Please output the data below exactly as given, starting at its first line and stopping after the line that contains "similar files found)".

*** Opening of SOURCE INFORMATION ***

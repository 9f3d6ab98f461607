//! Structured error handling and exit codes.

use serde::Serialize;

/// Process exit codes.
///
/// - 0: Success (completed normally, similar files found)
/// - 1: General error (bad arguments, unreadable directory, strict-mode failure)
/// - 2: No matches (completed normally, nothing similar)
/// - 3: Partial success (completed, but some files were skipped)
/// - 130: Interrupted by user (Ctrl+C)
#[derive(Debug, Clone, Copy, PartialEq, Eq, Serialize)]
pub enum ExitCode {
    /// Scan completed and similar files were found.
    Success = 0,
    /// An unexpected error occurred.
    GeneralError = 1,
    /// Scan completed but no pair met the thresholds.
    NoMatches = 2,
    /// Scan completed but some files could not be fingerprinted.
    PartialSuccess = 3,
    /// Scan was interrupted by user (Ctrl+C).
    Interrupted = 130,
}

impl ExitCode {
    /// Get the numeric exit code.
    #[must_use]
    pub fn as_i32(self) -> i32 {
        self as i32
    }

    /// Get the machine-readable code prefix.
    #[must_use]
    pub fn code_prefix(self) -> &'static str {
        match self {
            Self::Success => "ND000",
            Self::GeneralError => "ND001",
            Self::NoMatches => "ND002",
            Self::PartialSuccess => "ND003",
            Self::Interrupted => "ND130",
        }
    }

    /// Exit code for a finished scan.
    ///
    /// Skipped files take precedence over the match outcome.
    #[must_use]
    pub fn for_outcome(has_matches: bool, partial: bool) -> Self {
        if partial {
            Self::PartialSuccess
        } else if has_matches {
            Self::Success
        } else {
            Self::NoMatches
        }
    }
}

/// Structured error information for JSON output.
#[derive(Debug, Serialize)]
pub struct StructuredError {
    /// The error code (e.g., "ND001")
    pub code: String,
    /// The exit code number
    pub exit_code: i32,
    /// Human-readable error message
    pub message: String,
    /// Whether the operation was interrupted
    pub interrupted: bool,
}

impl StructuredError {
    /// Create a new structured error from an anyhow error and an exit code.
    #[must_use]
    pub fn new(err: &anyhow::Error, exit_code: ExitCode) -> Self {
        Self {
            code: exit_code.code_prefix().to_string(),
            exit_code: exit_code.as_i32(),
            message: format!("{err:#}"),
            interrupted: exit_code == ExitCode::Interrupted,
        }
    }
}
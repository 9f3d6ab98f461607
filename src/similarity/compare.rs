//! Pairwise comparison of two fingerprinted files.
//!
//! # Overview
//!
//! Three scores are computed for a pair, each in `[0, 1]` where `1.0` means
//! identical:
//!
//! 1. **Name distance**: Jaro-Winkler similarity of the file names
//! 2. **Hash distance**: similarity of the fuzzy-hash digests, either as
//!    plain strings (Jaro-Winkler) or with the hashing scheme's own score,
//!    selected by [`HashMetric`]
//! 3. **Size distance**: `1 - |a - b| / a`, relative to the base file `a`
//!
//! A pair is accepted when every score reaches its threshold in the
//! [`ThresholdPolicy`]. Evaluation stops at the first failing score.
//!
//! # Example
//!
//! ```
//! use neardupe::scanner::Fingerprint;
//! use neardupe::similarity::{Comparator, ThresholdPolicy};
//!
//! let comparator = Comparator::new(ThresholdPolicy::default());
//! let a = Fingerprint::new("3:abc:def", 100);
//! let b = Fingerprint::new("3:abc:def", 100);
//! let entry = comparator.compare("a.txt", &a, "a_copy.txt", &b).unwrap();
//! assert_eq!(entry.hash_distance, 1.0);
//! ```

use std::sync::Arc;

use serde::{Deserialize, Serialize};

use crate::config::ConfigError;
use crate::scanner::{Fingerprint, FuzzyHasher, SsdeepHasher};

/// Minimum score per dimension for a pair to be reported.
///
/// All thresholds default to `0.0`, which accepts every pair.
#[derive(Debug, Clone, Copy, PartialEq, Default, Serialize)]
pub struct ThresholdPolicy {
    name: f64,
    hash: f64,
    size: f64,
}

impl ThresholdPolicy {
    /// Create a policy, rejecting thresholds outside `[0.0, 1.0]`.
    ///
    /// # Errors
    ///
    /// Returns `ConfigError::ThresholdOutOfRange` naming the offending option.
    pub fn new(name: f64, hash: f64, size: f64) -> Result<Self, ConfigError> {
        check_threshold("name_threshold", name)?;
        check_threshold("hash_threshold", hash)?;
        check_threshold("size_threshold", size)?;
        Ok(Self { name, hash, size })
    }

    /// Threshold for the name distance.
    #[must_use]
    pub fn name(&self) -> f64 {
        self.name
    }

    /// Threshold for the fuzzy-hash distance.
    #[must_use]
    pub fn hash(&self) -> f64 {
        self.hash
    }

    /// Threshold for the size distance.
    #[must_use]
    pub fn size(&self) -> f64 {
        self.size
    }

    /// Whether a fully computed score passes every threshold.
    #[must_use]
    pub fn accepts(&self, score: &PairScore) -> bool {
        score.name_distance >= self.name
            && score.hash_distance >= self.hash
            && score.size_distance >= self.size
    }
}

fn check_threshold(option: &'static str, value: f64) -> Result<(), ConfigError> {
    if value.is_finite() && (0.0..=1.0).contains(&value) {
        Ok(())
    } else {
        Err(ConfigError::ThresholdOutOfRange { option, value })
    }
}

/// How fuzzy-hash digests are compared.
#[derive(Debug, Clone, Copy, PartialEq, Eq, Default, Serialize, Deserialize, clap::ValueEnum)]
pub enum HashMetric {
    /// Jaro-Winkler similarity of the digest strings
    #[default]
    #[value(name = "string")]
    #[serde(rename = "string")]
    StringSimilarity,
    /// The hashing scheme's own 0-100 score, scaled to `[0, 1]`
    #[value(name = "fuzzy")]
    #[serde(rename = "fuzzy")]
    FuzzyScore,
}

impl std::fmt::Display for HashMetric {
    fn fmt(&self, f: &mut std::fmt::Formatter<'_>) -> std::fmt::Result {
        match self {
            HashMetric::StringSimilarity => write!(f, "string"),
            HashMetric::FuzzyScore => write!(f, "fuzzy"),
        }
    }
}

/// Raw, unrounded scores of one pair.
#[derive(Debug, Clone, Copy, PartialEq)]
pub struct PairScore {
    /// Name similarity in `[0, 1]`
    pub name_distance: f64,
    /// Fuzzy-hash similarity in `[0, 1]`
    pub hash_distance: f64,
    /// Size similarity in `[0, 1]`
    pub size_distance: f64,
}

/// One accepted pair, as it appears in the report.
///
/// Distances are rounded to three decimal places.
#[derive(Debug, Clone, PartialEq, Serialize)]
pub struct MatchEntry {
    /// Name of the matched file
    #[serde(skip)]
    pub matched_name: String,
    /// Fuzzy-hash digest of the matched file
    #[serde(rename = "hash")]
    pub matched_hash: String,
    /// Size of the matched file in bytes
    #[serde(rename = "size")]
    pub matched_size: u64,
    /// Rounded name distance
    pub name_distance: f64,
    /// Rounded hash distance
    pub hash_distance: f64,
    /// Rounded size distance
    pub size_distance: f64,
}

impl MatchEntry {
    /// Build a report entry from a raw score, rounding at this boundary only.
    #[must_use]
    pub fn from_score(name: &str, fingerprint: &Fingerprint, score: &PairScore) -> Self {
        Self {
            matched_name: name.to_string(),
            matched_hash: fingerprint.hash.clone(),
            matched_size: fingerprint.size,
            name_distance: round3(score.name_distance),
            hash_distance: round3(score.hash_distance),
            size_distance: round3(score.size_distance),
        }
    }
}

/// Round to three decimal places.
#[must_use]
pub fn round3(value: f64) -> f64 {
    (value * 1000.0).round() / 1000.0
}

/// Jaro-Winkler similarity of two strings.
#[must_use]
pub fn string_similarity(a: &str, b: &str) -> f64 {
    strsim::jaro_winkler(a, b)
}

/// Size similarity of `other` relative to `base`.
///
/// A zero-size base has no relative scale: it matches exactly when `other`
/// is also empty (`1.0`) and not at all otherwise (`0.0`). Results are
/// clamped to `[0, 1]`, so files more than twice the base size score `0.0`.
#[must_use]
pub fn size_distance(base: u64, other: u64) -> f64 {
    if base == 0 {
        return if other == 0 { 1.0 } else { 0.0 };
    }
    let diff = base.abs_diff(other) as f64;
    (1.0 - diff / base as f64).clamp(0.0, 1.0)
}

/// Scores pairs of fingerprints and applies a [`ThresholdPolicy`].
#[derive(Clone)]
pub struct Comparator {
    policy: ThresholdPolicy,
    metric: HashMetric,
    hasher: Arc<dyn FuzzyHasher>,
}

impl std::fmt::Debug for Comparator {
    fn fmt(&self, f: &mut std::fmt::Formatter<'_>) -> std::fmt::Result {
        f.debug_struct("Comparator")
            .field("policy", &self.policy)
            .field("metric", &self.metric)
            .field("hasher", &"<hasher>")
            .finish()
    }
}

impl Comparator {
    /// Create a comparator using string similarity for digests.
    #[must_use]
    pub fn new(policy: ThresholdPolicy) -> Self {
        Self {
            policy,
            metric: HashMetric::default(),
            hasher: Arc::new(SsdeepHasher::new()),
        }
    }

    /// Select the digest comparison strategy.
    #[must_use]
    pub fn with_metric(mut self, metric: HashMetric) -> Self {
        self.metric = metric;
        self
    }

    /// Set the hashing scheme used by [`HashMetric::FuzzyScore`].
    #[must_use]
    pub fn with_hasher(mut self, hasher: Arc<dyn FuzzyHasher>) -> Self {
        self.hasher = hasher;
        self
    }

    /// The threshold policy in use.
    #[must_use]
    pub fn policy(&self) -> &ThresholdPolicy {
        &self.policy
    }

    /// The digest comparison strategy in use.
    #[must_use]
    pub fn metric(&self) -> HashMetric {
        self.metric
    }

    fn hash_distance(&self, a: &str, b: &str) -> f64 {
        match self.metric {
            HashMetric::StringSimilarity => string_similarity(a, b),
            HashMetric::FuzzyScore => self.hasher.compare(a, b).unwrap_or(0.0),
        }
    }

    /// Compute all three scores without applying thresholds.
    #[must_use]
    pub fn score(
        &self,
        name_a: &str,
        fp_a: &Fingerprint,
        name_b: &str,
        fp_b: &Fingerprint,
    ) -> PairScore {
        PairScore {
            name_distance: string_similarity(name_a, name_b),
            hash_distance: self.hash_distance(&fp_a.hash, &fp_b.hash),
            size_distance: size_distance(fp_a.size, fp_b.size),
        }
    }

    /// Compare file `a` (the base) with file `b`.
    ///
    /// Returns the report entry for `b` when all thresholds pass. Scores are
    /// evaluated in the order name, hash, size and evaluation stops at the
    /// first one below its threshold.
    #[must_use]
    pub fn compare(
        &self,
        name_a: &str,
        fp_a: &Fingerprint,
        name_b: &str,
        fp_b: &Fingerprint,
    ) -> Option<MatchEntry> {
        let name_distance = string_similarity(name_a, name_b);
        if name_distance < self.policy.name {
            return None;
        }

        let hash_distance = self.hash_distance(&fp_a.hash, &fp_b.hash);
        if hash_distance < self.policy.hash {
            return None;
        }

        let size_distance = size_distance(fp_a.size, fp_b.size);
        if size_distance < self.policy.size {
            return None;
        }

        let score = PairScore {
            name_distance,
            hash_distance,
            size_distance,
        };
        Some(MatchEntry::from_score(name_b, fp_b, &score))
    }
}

*** Close of SOURCE INFORMATION ***

WRITTEN RESPONSE:
repository 9f3d6ab98f461607
//! Structured error handling and exit codes.

use serde::Serialize;

/// Process exit codes.
///
/// - 0: Success (completed normally, similar files found)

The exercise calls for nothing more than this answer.